#### ENTRIES SUPPLIED
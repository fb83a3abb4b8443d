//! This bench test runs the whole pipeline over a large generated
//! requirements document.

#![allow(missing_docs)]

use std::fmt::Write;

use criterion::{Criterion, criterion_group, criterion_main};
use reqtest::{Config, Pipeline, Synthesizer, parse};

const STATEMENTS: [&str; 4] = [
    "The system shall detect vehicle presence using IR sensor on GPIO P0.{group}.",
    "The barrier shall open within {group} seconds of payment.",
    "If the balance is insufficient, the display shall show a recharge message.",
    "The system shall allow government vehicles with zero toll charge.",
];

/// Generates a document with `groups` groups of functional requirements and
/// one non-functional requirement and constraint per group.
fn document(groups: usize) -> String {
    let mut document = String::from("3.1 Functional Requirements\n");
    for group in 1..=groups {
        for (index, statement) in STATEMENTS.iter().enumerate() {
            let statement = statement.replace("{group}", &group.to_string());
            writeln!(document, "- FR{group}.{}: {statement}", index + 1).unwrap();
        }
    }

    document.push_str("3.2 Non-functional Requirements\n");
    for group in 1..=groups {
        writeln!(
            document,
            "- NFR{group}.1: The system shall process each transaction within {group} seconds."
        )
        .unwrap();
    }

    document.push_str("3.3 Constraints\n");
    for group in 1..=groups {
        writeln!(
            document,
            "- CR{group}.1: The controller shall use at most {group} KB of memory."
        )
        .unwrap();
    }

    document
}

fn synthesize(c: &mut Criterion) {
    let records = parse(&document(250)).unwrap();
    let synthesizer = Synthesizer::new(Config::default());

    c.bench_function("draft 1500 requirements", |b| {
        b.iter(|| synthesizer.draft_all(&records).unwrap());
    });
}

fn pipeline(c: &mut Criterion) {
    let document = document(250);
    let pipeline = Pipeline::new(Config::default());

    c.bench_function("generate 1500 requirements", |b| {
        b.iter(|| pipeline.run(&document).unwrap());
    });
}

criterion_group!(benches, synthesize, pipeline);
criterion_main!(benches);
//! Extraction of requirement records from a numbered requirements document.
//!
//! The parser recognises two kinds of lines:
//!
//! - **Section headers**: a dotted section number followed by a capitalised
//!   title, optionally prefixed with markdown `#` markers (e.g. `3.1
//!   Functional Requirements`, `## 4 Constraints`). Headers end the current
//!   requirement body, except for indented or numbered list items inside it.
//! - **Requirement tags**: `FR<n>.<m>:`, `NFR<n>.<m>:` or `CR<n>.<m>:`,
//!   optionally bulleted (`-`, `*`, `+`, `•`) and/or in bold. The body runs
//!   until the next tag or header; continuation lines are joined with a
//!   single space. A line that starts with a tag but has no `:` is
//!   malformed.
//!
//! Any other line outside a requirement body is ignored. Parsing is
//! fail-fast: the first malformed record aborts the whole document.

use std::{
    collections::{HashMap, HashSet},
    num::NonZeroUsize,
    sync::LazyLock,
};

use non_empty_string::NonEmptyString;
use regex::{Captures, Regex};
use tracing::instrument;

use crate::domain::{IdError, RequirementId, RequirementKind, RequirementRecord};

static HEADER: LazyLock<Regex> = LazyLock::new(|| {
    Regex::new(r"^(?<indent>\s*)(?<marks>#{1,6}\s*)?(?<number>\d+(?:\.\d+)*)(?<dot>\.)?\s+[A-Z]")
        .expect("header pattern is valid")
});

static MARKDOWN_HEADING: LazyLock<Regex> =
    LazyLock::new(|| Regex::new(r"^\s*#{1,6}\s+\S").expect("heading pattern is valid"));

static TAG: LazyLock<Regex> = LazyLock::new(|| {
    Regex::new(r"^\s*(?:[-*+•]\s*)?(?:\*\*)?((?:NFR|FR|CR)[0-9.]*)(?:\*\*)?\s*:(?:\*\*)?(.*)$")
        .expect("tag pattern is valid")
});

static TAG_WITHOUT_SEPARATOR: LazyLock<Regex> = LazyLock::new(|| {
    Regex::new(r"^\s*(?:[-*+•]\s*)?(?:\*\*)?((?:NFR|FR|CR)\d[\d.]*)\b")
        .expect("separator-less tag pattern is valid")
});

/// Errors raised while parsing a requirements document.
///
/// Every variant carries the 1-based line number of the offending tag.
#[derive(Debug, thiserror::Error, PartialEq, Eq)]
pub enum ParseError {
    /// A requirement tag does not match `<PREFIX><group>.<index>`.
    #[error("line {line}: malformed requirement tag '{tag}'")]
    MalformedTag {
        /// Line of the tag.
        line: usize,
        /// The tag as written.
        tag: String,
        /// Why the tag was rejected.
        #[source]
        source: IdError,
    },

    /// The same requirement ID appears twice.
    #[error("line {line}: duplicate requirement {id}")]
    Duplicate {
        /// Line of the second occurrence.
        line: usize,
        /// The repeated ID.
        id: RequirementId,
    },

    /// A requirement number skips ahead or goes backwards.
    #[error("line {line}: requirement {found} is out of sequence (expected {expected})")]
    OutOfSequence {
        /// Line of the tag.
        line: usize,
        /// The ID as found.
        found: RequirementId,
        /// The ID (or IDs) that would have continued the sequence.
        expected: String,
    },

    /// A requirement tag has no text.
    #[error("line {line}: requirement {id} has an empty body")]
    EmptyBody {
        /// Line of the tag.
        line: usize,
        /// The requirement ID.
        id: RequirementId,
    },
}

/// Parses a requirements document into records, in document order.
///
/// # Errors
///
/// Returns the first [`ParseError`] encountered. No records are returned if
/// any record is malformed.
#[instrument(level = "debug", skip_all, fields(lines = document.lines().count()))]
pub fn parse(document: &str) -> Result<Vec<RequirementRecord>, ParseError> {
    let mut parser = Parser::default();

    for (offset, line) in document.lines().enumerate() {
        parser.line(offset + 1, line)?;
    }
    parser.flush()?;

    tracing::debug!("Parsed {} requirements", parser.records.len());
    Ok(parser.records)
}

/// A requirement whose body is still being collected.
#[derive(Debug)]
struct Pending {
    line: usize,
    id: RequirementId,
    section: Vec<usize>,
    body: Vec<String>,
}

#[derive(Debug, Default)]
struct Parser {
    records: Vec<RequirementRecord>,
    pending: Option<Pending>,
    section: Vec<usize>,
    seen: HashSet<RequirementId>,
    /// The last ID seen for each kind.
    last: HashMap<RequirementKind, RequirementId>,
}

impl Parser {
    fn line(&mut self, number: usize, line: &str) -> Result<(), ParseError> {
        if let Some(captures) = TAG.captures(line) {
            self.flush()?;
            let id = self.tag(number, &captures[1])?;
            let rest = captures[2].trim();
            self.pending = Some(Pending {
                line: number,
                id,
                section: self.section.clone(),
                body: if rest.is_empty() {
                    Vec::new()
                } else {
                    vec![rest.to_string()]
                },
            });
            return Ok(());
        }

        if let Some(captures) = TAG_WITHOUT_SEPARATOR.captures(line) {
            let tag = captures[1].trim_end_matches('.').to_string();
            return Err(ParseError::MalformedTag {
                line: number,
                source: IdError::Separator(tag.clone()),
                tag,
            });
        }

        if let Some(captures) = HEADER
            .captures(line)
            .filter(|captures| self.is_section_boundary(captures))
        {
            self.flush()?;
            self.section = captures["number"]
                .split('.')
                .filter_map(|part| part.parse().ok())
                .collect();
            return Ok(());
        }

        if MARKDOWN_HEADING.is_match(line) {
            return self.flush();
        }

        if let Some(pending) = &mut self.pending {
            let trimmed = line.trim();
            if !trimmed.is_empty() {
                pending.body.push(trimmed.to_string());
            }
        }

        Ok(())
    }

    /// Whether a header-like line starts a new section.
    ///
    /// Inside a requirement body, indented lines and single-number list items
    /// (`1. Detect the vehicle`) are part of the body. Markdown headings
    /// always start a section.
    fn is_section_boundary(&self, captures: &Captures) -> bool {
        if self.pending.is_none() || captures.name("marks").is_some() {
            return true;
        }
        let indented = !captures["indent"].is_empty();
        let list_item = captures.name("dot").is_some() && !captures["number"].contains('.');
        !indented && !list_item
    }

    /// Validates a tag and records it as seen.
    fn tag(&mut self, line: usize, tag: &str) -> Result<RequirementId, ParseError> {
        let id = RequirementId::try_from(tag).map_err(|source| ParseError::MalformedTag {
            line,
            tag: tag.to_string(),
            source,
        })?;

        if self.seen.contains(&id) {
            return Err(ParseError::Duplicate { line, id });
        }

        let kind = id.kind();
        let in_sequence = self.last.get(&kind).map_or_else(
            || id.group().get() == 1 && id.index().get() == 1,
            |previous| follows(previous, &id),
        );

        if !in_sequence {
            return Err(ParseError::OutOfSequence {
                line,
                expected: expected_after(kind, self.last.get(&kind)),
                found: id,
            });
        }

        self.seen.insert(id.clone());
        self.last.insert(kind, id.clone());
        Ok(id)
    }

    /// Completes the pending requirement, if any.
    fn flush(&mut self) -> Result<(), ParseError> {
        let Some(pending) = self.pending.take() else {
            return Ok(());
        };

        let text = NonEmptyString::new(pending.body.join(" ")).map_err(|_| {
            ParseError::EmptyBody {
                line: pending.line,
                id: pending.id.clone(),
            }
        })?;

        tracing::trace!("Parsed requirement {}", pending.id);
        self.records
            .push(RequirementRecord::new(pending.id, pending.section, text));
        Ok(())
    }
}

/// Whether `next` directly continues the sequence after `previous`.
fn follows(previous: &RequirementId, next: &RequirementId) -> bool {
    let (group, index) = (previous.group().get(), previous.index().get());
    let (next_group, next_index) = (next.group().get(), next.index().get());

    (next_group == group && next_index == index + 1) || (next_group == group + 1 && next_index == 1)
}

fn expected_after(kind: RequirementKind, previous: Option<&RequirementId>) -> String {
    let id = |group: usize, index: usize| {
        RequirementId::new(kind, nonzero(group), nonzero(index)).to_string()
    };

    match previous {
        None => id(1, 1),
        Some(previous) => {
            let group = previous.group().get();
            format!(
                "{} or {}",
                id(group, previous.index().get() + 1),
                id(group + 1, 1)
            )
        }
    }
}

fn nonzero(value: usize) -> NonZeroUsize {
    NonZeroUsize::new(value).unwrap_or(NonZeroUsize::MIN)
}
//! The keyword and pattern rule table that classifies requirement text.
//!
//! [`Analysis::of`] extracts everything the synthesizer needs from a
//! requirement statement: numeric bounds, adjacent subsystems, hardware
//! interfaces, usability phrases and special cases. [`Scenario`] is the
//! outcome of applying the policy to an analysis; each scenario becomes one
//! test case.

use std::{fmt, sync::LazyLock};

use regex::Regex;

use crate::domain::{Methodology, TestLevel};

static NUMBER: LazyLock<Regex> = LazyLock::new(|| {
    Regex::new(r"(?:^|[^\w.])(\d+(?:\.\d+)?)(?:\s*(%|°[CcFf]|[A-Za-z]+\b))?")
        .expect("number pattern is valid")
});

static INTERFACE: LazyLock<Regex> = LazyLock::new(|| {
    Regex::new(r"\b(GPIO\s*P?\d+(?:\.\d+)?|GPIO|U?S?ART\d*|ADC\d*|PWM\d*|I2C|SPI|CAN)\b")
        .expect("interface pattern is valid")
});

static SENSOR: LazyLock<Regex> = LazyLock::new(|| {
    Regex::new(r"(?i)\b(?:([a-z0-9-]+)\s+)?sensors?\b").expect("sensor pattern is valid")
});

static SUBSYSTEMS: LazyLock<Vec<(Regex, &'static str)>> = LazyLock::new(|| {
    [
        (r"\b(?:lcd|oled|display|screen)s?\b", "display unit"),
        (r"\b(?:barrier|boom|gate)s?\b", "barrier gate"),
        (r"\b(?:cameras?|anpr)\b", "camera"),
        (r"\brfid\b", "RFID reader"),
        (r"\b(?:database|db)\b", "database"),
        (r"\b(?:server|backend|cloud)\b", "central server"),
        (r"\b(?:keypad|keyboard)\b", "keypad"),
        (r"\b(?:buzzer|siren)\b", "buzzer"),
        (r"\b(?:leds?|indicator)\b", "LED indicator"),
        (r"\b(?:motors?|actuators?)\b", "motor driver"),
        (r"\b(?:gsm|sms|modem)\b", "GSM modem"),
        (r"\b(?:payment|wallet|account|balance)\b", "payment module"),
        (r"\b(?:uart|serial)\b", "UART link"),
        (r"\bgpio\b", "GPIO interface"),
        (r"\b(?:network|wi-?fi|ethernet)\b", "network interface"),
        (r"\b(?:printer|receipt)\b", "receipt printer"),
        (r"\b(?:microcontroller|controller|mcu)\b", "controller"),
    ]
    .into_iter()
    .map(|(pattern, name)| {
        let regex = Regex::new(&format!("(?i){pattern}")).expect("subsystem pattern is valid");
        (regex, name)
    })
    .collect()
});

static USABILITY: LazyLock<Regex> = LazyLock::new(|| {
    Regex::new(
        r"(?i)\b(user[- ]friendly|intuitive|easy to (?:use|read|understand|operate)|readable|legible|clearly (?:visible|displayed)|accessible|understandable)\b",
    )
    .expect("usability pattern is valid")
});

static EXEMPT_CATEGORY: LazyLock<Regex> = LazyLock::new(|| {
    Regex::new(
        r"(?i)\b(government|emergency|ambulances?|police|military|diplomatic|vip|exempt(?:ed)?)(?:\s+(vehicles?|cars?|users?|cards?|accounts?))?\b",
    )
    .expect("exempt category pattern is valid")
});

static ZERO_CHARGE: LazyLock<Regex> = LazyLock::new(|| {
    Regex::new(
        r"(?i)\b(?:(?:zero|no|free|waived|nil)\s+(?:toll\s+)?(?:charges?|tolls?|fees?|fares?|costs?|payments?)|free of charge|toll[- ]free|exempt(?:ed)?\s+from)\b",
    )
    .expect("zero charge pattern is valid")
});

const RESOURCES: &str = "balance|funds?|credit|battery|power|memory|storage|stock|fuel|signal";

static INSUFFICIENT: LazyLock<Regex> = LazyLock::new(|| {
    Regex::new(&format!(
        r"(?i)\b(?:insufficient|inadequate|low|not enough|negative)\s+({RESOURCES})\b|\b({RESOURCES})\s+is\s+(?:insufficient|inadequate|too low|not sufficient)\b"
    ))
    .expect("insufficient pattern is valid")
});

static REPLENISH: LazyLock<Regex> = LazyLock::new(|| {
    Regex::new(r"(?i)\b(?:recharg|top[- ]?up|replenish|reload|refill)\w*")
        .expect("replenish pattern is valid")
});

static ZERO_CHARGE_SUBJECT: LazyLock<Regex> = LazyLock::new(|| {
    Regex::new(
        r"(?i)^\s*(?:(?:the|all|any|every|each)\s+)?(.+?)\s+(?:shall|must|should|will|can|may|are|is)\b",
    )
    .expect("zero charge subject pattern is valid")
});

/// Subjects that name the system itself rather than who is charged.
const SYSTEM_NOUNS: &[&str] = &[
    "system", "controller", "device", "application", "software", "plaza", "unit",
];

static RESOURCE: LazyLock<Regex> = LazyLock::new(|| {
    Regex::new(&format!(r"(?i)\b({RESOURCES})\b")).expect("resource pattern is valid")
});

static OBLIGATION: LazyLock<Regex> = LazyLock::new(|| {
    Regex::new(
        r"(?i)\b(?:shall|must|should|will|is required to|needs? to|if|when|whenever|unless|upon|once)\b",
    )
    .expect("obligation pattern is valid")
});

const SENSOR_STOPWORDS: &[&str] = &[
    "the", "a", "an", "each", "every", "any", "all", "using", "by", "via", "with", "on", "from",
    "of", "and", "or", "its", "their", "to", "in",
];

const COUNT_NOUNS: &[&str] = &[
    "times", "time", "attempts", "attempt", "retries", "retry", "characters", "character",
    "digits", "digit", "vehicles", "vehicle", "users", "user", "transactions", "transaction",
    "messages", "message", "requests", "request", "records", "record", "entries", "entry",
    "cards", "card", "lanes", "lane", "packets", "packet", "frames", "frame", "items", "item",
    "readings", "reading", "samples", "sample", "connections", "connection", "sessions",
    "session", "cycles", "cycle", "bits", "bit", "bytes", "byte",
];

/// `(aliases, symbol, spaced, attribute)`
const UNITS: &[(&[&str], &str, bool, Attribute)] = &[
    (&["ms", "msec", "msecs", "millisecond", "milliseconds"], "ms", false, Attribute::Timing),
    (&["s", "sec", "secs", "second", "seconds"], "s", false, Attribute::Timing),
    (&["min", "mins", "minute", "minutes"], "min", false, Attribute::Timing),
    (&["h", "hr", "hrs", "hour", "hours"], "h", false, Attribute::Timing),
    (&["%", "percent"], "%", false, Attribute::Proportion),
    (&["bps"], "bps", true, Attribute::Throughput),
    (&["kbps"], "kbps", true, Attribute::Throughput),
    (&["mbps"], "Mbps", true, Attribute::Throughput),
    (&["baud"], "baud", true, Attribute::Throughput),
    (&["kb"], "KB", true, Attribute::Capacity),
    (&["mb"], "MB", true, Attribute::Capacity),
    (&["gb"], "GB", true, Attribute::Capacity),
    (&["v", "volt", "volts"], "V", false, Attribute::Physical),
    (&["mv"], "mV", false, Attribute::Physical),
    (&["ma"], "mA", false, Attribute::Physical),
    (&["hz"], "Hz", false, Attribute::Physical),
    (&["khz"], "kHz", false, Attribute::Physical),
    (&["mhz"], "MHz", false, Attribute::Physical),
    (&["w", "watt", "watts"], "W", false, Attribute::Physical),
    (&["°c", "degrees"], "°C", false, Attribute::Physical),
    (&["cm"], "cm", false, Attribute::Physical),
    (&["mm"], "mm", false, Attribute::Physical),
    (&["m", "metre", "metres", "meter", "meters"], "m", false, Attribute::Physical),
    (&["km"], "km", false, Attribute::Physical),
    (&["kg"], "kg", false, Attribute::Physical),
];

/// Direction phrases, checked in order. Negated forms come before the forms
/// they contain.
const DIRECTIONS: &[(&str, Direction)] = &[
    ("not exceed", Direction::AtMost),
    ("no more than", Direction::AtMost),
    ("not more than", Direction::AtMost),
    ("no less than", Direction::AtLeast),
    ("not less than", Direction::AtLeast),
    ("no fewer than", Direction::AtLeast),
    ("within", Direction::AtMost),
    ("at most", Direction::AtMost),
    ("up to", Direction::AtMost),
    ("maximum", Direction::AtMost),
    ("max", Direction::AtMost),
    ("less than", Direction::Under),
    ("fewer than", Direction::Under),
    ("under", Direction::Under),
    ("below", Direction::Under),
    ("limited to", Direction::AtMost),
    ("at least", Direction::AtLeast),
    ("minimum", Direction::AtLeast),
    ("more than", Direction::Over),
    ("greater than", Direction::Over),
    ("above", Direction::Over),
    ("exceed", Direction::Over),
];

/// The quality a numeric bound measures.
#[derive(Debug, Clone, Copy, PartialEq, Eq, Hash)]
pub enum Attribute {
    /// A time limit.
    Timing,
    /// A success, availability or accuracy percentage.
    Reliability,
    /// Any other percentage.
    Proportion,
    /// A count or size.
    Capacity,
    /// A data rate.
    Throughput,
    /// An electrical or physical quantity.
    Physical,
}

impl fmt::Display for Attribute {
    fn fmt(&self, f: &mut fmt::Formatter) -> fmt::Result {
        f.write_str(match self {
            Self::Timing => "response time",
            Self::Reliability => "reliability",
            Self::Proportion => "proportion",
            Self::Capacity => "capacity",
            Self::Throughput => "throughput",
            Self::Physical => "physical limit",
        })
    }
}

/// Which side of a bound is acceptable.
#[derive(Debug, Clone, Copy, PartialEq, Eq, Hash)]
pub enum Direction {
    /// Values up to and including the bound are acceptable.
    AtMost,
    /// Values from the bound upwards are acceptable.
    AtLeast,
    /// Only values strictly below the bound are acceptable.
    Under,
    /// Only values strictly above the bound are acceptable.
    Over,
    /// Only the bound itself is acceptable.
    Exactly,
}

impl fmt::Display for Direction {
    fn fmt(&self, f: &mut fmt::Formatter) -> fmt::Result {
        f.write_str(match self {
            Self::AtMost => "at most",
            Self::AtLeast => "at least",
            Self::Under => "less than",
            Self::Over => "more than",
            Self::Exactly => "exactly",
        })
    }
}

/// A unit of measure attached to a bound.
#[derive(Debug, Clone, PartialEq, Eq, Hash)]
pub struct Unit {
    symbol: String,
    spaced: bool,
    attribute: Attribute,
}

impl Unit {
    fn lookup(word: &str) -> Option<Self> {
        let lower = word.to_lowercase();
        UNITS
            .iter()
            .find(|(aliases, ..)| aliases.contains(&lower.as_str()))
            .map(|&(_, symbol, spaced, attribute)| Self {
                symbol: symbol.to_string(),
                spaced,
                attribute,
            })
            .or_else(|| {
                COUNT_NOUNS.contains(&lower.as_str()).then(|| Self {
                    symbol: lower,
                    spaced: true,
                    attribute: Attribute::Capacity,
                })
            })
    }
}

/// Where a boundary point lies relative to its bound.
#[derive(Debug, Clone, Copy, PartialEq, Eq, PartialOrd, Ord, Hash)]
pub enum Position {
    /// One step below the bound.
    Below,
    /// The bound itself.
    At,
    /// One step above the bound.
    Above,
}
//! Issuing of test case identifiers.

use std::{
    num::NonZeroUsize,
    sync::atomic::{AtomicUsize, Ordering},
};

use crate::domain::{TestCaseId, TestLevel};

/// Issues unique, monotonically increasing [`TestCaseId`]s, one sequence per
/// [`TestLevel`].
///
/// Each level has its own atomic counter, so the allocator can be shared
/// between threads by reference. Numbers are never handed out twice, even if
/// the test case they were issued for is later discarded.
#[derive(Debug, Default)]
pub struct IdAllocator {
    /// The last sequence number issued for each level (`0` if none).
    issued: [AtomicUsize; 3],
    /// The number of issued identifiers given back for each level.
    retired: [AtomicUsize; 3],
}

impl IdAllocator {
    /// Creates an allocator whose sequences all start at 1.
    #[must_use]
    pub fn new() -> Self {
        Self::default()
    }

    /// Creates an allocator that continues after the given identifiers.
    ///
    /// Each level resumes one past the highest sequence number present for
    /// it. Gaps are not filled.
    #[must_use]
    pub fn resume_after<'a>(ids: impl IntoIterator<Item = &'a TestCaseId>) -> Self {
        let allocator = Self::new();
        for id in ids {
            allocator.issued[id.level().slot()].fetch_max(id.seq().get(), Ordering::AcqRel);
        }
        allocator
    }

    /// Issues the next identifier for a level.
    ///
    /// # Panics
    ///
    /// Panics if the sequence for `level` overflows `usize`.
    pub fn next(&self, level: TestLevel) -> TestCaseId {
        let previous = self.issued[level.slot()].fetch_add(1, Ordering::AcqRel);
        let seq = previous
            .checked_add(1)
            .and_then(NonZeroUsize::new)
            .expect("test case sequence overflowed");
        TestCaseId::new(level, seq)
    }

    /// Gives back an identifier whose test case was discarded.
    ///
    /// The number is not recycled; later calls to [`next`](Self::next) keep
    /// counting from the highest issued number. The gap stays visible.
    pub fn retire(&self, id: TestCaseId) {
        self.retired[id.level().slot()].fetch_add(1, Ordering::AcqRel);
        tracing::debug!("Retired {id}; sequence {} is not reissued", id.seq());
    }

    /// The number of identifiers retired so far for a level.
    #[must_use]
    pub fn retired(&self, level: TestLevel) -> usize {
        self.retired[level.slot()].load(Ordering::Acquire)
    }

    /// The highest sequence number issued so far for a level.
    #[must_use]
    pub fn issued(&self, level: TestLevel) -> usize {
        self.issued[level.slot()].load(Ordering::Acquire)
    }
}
########
_PROBLEM DETAILS:_ Set down, from the entries above, exactly the lines from the one with "#[derive(Debug, thiserror::Error, PartialEq, Eq)]" up to and including the one with "fields(lines = document.lines().count()))]", and no other lines.

_OUTPUT FOR THIS TASK:_
#[derive(Debug, thiserror::Error, PartialEq, Eq)]
pub enum ParseError {
    /// A requirement tag does not match `<PREFIX><group>.<index>`.
    #[error("line {line}: malformed requirement tag '{tag}'")]
    MalformedTag {
        /// Line of the tag.
        line: usize,
        /// The tag as written.
        tag: String,
        /// Why the tag was rejected.
        #[source]
        source: IdError,
    },

    /// The same requirement ID appears twice.
    #[error("line {line}: duplicate requirement {id}")]
    Duplicate {
        /// Line of the second occurrence.
        line: usize,
        /// The repeated ID.
        id: RequirementId,
    },

    /// A requirement number skips ahead or goes backwards.
    #[error("line {line}: requirement {found} is out of sequence (expected {expected})")]
    OutOfSequence {
        /// Line of the tag.
        line: usize,
        /// The ID as found.
        found: RequirementId,
        /// The ID (or IDs) that would have continued the sequence.
        expected: String,
    },

    /// A requirement tag has no text.
    #[error("line {line}: requirement {id} has an empty body")]
    EmptyBody {
        /// Line of the tag.
        line: usize,
        /// The requirement ID.
        id: RequirementId,
    },
}

/// Parses a requirements document into records, in document order.
///
/// # Errors
///
/// Returns the first [`ParseError`] encountered. No records are returned if
/// any record is malformed.
#[instrument(level = "debug", skip_all, fields(lines = document.lines().count()))]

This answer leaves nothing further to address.